PROVIDED ENTRIES START
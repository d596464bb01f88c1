//! Per-handshake certificate selection.

use std::sync::Arc;

use anyhow::{bail, Context, Result};
use rustls::pki_types::pem::PemObject;
use rustls::pki_types::{CertificateDer, PrivateKeyDer};
use rustls::server::{ClientHello, ResolvesServerCert};
use rustls::sign::CertifiedKey;
use tracing::debug;

use crate::acme_client::read_pem;
use crate::cache::{self, CertCache};
use crate::fallback::DEFAULT_SUBJECT;

/// ALPN protocol identifier of the TLS-ALPN-01 validation handshake.
pub const ACME_TLS_ALPN_NAME: &[u8] = b"acme-tls/1";

/// What one handshake asked for.
///
/// Built from the `ClientHello` when certificate selection starts and dropped
/// when it returns; never shared between connections.
#[derive(Debug, Clone, Copy)]
pub(crate) struct ChallengeContext<'a> {
    pub server_name: Option<&'a str>,
    pub is_challenge: bool,
}

/// True when the offered ALPN protocols include `acme-tls/1`.
fn offers_challenge_alpn<'a>(mut protocols: impl Iterator<Item = &'a [u8]>) -> bool {
    protocols.any(|proto| proto == ACME_TLS_ALPN_NAME)
}

/// Selects the chain to present for each incoming handshake.
///
/// Reads bundles from the cache by the requested server name and falls back
/// to the default chain whenever no complete bundle exists. Lookups are
/// read-only; nothing here mutates shared state.
pub(crate) struct CertResolver {
    cache: CertCache,
    default_chain: Arc<CertifiedKey>,
}

impl CertResolver {
    /// Build a resolver with the default bundle loaded as its base identity.
    pub fn new(cache: CertCache) -> Result<Self> {
        let default_chain = load_certified_key(
            &cache,
            &cache::key_name(DEFAULT_SUBJECT),
            &cache::cert_name(DEFAULT_SUBJECT),
        )
        .context("failed to load default certificate bundle")?;
        Ok(Self {
            cache,
            default_chain: Arc::new(default_chain),
        })
    }

    /// Select the chain for one handshake.
    ///
    /// Missing or inconsistent bundles degrade to the default chain; for
    /// unknown names this is the normal path, not a fault.
    fn select(&self, ctx: ChallengeContext<'_>) -> Arc<CertifiedKey> {
        let Some(name) = ctx.server_name else {
            debug!("no server name in hello");
            return self.default_chain.clone();
        };
        let (key_name, cert_name) = if ctx.is_challenge {
            debug!("acme-tls/1 validation request for: {name}");
            (
                cache::challenge_key_name(name),
                cache::challenge_cert_name(name),
            )
        } else {
            (cache::key_name(name), cache::cert_name(name))
        };
        if !self.cache.exists(&key_name) || !self.cache.exists(&cert_name) {
            debug!("no cached chain for {name}, serving default");
            return self.default_chain.clone();
        }
        match load_certified_key(&self.cache, &key_name, &cert_name) {
            Ok(chain) => Arc::new(chain),
            Err(err) => {
                debug!("failed to load chain for {name}, serving default: {err:#}");
                self.default_chain.clone()
            }
        }
    }
}

impl ResolvesServerCert for CertResolver {
    fn resolve(&self, client_hello: ClientHello<'_>) -> Option<Arc<CertifiedKey>> {
        let ctx = ChallengeContext {
            server_name: client_hello.server_name(),
            is_challenge: offers_challenge_alpn(client_hello.alpn().into_iter().flatten()),
        };
        Some(self.select(ctx))
    }
}

impl std::fmt::Debug for CertResolver {
    fn fmt(&self, f: &mut std::fmt::Formatter<'_>) -> std::fmt::Result {
        f.debug_struct("CertResolver").finish()
    }
}

/// Load a key/cert pair from the cache and cross-check it.
fn load_certified_key(cache: &CertCache, key_name: &str, cert_name: &str) -> Result<CertifiedKey> {
    let key_pem = cache.read(key_name)?;
    let cert_pem = cache.read(cert_name)?;
    if !pubkeys_match(&key_pem, &cert_pem)? {
        bail!("certificate does not match private key");
    }
    let certs = CertificateDer::pem_slice_iter(cert_pem.as_bytes())
        .collect::<Result<Vec<_>, _>>()
        .context("failed to parse certificate")?;
    let key =
        PrivateKeyDer::from_pem_slice(key_pem.as_bytes()).context("failed to parse private key")?;
    let signing_key =
        rustls::crypto::ring::sign::any_ecdsa_type(&key).context("unsupported private key")?;
    Ok(CertifiedKey::new(certs, signing_key))
}

/// Whether the leaf certificate's public key equals the private key's.
pub(crate) fn pubkeys_match(key_pem: &str, cert_pem: &str) -> Result<bool> {
    let key = rcgen::KeyPair::from_pem(key_pem).context("failed to parse private key")?;
    let pem = read_pem(cert_pem)?;
    let cert = pem.parse_x509().context("failed to parse x509 cert")?;
    Ok(cert.tbs_certificate.public_key().raw == key.public_key_der().as_slice())
}

#[cfg(test)]
mod tests {
    use super::*;
    use rcgen::{CertificateParams, KeyPair};
    use tempfile::TempDir;

    fn setup() -> (TempDir, CertResolver) {
        let dir = TempDir::new().unwrap();
        let cache = CertCache::new(dir.path()).unwrap();
        crate::fallback::ensure_default_bundle(&cache).unwrap();
        let resolver = CertResolver::new(cache).unwrap();
        (dir, resolver)
    }

    fn gen_bundle(domain: &str) -> (String, String) {
        let key = KeyPair::generate().unwrap();
        let cert = CertificateParams::new(vec![domain.to_string()])
            .unwrap()
            .self_signed(&key)
            .unwrap();
        (key.serialize_pem(), cert.pem())
    }

    fn leaf_der(cert_pem: &str) -> Vec<u8> {
        CertificateDer::pem_slice_iter(cert_pem.as_bytes())
            .next()
            .unwrap()
            .unwrap()
            .to_vec()
    }

    fn ctx<'a>(server_name: Option<&'a str>, is_challenge: bool) -> ChallengeContext<'a> {
        ChallengeContext {
            server_name,
            is_challenge,
        }
    }

    #[test]
    fn detects_challenge_alpn_offer() {
        assert!(offers_challenge_alpn([b"acme-tls/1".as_slice()].into_iter()));
        assert!(offers_challenge_alpn(
            [b"http/1.1".as_slice(), b"acme-tls/1".as_slice()].into_iter()
        ));
        assert!(!offers_challenge_alpn(
            [b"http/1.1".as_slice(), b"h2".as_slice()].into_iter()
        ));
        assert!(!offers_challenge_alpn(std::iter::empty()));
    }

    #[test]
    fn no_server_name_keeps_default_chain() {
        let (_dir, resolver) = setup();
        let selected = resolver.select(ctx(None, false));
        assert!(Arc::ptr_eq(&selected, &resolver.default_chain));
    }

    #[test]
    fn unknown_name_falls_back_to_default() {
        let (_dir, resolver) = setup();
        let selected = resolver.select(ctx(Some("unknown.example"), false));
        assert!(Arc::ptr_eq(&selected, &resolver.default_chain));
    }

    #[test]
    fn complete_bundle_is_installed() {
        let (_dir, resolver) = setup();
        let (key_pem, cert_pem) = gen_bundle("example.com");
        resolver
            .cache
            .write_bundle("example.com", &key_pem, &cert_pem)
            .unwrap();
        let selected = resolver.select(ctx(Some("example.com"), false));
        assert_eq!(selected.cert[0].as_ref(), leaf_der(&cert_pem));
    }

    #[test]
    fn incomplete_bundle_falls_back_to_default() {
        let (_dir, resolver) = setup();
        let (key_pem, _) = gen_bundle("example.com");
        resolver
            .cache
            .write("example.com.key", &key_pem)
            .unwrap();
        let selected = resolver.select(ctx(Some("example.com"), false));
        assert!(Arc::ptr_eq(&selected, &resolver.default_chain));
    }

    #[test]
    fn mismatched_pair_falls_back_to_default() {
        let (_dir, resolver) = setup();
        let (key_pem, _) = gen_bundle("example.com");
        let (_, other_cert) = gen_bundle("example.com");
        resolver
            .cache
            .write_bundle("example.com", &key_pem, &other_cert)
            .unwrap();
        let selected = resolver.select(ctx(Some("example.com"), false));
        assert!(Arc::ptr_eq(&selected, &resolver.default_chain));
    }

    #[test]
    fn challenge_handshake_gets_the_challenge_chain() {
        let (_dir, resolver) = setup();
        let (key_pem, cert_pem) = gen_bundle("example.com");
        resolver
            .cache
            .write("example.com.challenge.key", &key_pem)
            .unwrap();
        resolver
            .cache
            .write("example.com.challenge.cert", &cert_pem)
            .unwrap();
        let selected = resolver.select(ctx(Some("example.com"), true));
        assert_eq!(selected.cert[0].as_ref(), leaf_der(&cert_pem));
    }

    #[test]
    fn challenge_selection_does_not_leak_between_handshakes() {
        let (_dir, resolver) = setup();
        let (ch_key, ch_cert) = gen_bundle("example.com");
        resolver
            .cache
            .write("example.com.challenge.key", &ch_key)
            .unwrap();
        resolver
            .cache
            .write("example.com.challenge.cert", &ch_cert)
            .unwrap();
        let (key_pem, cert_pem) = gen_bundle("example.com");
        resolver
            .cache
            .write_bundle("example.com", &key_pem, &cert_pem)
            .unwrap();

        // A validation handshake and an ordinary one for the same name each
        // get their own chain; the challenge flag is scoped to its handshake.
        let challenge = resolver.select(ctx(Some("example.com"), true));
        let ordinary = resolver.select(ctx(Some("example.com"), false));
        assert_eq!(challenge.cert[0].as_ref(), leaf_der(&ch_cert));
        assert_eq!(ordinary.cert[0].as_ref(), leaf_der(&cert_pem));
    }

    #[test]
    fn challenge_without_entry_falls_back_to_default() {
        let (_dir, resolver) = setup();
        let selected = resolver.select(ctx(Some("example.com"), true));
        assert!(Arc::ptr_eq(&selected, &resolver.default_chain));
    }
}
PROVIDED ENTRIES END
ABOUT THIS EXERCISE
Could you write out exactly the lines above, starting at the first one and ending with the line that has "pub fn new(cache: CertCache)"?

ANSWER SECTION
repository d596464bb01f88c1
//! Per-handshake certificate selection.

use std::sync::Arc;

use anyhow::{bail, Context, Result};
use rustls::pki_types::pem::PemObject;
use rustls::pki_types::{CertificateDer, PrivateKeyDer};
use rustls::server::{ClientHello, ResolvesServerCert};
use rustls::sign::CertifiedKey;
use tracing::debug;

use crate::acme_client::read_pem;
use crate::cache::{self, CertCache};
use crate::fallback::DEFAULT_SUBJECT;

/// ALPN protocol identifier of the TLS-ALPN-01 validation handshake.
pub const ACME_TLS_ALPN_NAME: &[u8] = b"acme-tls/1";

/// What one handshake asked for.
///
/// Built from the `ClientHello` when certificate selection starts and dropped
/// when it returns; never shared between connections.
#[derive(Debug, Clone, Copy)]
pub(crate) struct ChallengeContext<'a> {
    pub server_name: Option<&'a str>,
    pub is_challenge: bool,
}

/// True when the offered ALPN protocols include `acme-tls/1`.
fn offers_challenge_alpn<'a>(mut protocols: impl Iterator<Item = &'a [u8]>) -> bool {
    protocols.any(|proto| proto == ACME_TLS_ALPN_NAME)
}

/// Selects the chain to present for each incoming handshake.
///
/// Reads bundles from the cache by the requested server name and falls back
/// to the default chain whenever no complete bundle exists. Lookups are
/// read-only; nothing here mutates shared state.
pub(crate) struct CertResolver {
    cache: CertCache,
    default_chain: Arc<CertifiedKey>,
}

impl CertResolver {
    /// Build a resolver with the default bundle loaded as its base identity.
    pub fn new(cache: CertCache) -> Result<Self> {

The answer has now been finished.